Accurate age determinations of hyper-velocity impact and cratering events remains difficult and often controversial, while less than half of all known impact craters are regarded as accurately and precisely dated. Besides ⁴⁰Ar/³⁹Ar and U-Pb methods, zircon (U-Th)/He dating of impactites is a burgeoning technique to date large- to medium-sized impact structures. Zircon (U-Th)/He ages can be fully reset in minutes at 1000°C, T commonly reached in and directly adjacent to impact melt domains, whereas complete resetting of zircon (U-Th)/He at <300°C, which might be encountered near the crater margins or persist in post-impact hydrothermal systems, may take >10^3-4 years. However, there is a critical need to test the reliability of (U-Th)/He impact dating in shock deformed zircon, and to quantify helium diffusion kinetics in well-characterized grains with a broad spectrum of shock-induced defect substructures. For this purpose, we investigated samples from two impact structures, the 66 Ma Chicxulub multi-ring basin and the 15 Ma Ries complex crater, to compare zircon diffusion kinetics from impact structures with varying parameters, including size, age, and hydrothermal system longevity. Shock microstructures were characterized by backscattered-electron (BSE) imaging prior to determination of diffusion step-heating fractional release experiments using light-bulb furnace with prograde and retrograde incrementally 10°C steps from 300°C to 600°C. We find that zircon with low-level shock microstructures exhibit no significant deviation from helium diffusion kinetics of undamaged zircon.
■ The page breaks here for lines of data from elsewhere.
impl Program {
    pub fn from_record(record: ProgramRecord) -> Self {
        Self {
            code: record.code,
            title: record.title,
            tree: RequirementTree::build(record.requirement_groups),
        }
    }
}

/// Whether a single unit or nested area counts toward its group.
#[derive(Clone, Debug, PartialEq, Eq, Serialize)]
pub struct MemberStatus {
    pub code: String,
    pub satisfied: bool,
}

/// Evaluated state of one requirement group.
#[derive(Clone, Debug, PartialEq, Eq, Serialize)]
#[serde(rename_all = "camelCase")]
pub struct GroupProgress {
    pub id: String,
    pub title: String,
    pub kind: GroupKind,
    pub satisfied: bool,
    /// Satisfied members (child groups plus codes).
    pub completed: usize,
    pub required: usize,
    pub members: Vec<MemberStatus>,
    pub children: Vec<GroupProgress>,
}

#[derive(Clone, Debug, PartialEq, Eq, Serialize)]
pub struct ProgramProgress {
    pub code: String,
    pub satisfied: bool,
    pub groups: Vec<GroupProgress>,
}

struct Evaluator<'a> {
    programs: &'a ProgramCatalog,
    satisfied: &'a SatisfiedSet,
    visiting: FxHashSet<String>,
}

impl Evaluator<'_> {
    fn program(&mut self, code: &str) -> Option<ProgramProgress> {
        let programs = self.programs;
        let program = programs.get(code)?;
        self.visiting.insert(code.to_string());
        let mut visited_groups = FxHashSet::default();
        let groups: Vec<GroupProgress> = program
            .tree
            .roots()
            .iter()
            .filter_map(|id| self.group(&program.tree, id, &mut visited_groups))
            .collect();
        self.visiting.remove(code);

        Some(ProgramProgress {
            code: code.to_string(),
            satisfied: groups.iter().all(|g| g.satisfied),
            groups,
        })
    }

    fn member(&mut self, code: &str) -> bool {
        if self.satisfied.contains(code) {
            return true;
        }
        if self.visiting.contains(code) {
            return false;
        }
        self.program(code).map(|p| p.satisfied).unwrap_or(false)
    }

    fn group(
        &mut self,
        tree: &RequirementTree,
        id: &str,
        visited: &mut FxHashSet<String>,
    ) -> Option<GroupProgress> {
        let group = tree.group(id)?;
        if !visited.insert(id.to_string()) {
            return None;
        }

        let children: Vec<GroupProgress> = tree
            .children(id)
            .iter()
            .filter_map(|child| self.group(tree, child, visited))
            .collect();
        let members: Vec<MemberStatus> = group
            .unit_or_sub_area_codes
            .iter()
            .map(|code| MemberStatus {
                code: code.clone(),
                satisfied: self.member(code),
            })
            .collect();

        let total = children.len() + members.len();
        let completed = children.iter().filter(|c| c.satisfied).count()
            + members.iter().filter(|m| m.satisfied).count();
        let required = match group.kind {
            GroupKind::And => total,
            GroupKind::Or => group.num_required.unwrap_or(1) as usize,
        };

        Some(GroupProgress {
            id: group.id.clone(),
            title: group.title.clone(),
            kind: group.kind,
            satisfied: completed >= required,
            completed,
            required,
            members,
            children,
        })
    }
}

/// Evaluate a program's requirement tree against the acquired units.
///
/// Nested area codes are looked up in `programs` and evaluated recursively;
/// unknown codes and cyclic area references count as unmet. Returns `None`
/// for an unknown program code.
pub fn evaluate_program(
    code: &str,
    programs: &ProgramCatalog,
    satisfied: &SatisfiedSet,
) -> Option<ProgramProgress> {
    Evaluator {
        programs,
        satisfied,
        visiting: FxHashSet::default(),
    }
    .program(code)
}

/// Every unit code reachable from a program, nested areas expanded, in
/// first-seen order.
pub fn program_unit_codes(code: &str, programs: &ProgramCatalog) -> Vec<String> {
    fn walk_program(
        code: &str,
        programs: &ProgramCatalog,
        seen_areas: &mut FxHashSet<String>,
        seen_units: &mut FxHashSet<String>,
        out: &mut Vec<String>,
    ) {
        let Some(program) = programs.get(code) else {
            return;
        };
        if !seen_areas.insert(code.to_string()) {
            return;
        }
        let mut stack: Vec<&str> = program.tree.roots().iter().rev().map(|s| s.as_str()).collect();
        let mut seen_groups: FxHashSet<&str> = FxHashSet::default();
        while let Some(id) = stack.pop() {
            if !seen_groups.insert(id) {
                continue;
            }
            let Some(group) = program.tree.group(id) else {
                continue;
            };
            for member in &group.unit_or_sub_area_codes {
                if programs.contains(member) {
                    walk_program(member, programs, seen_areas, seen_units, out);
                } else if seen_units.insert(member.clone()) {
                    out.push(member.clone());
                }
            }
            stack.extend(program.tree.children(id).iter().rev().map(|s| s.as_str()));
        }
    }

    let mut out = Vec::new();
    walk_program(
        code,
        programs,
        &mut FxHashSet::default(),
        &mut FxHashSet::default(),
        &mut out,
    );
    out
}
In contrast, zircon grains with planar deformation features and granular textures classified by SEM are characterized by a dramatic decrease in helium retentivity, similar to radiation damage, due to the reduction in the effective domain size and the introduction of fast diffusion pathways. This likely renders shocked grains more susceptible to impact-induced hydrothermal resetting. Hence, characterization of impact microstructure is critical for determining accurate impact ages, but also offers the opportunity to determine the magnitude and duration of post-impact hydrothermal circulation.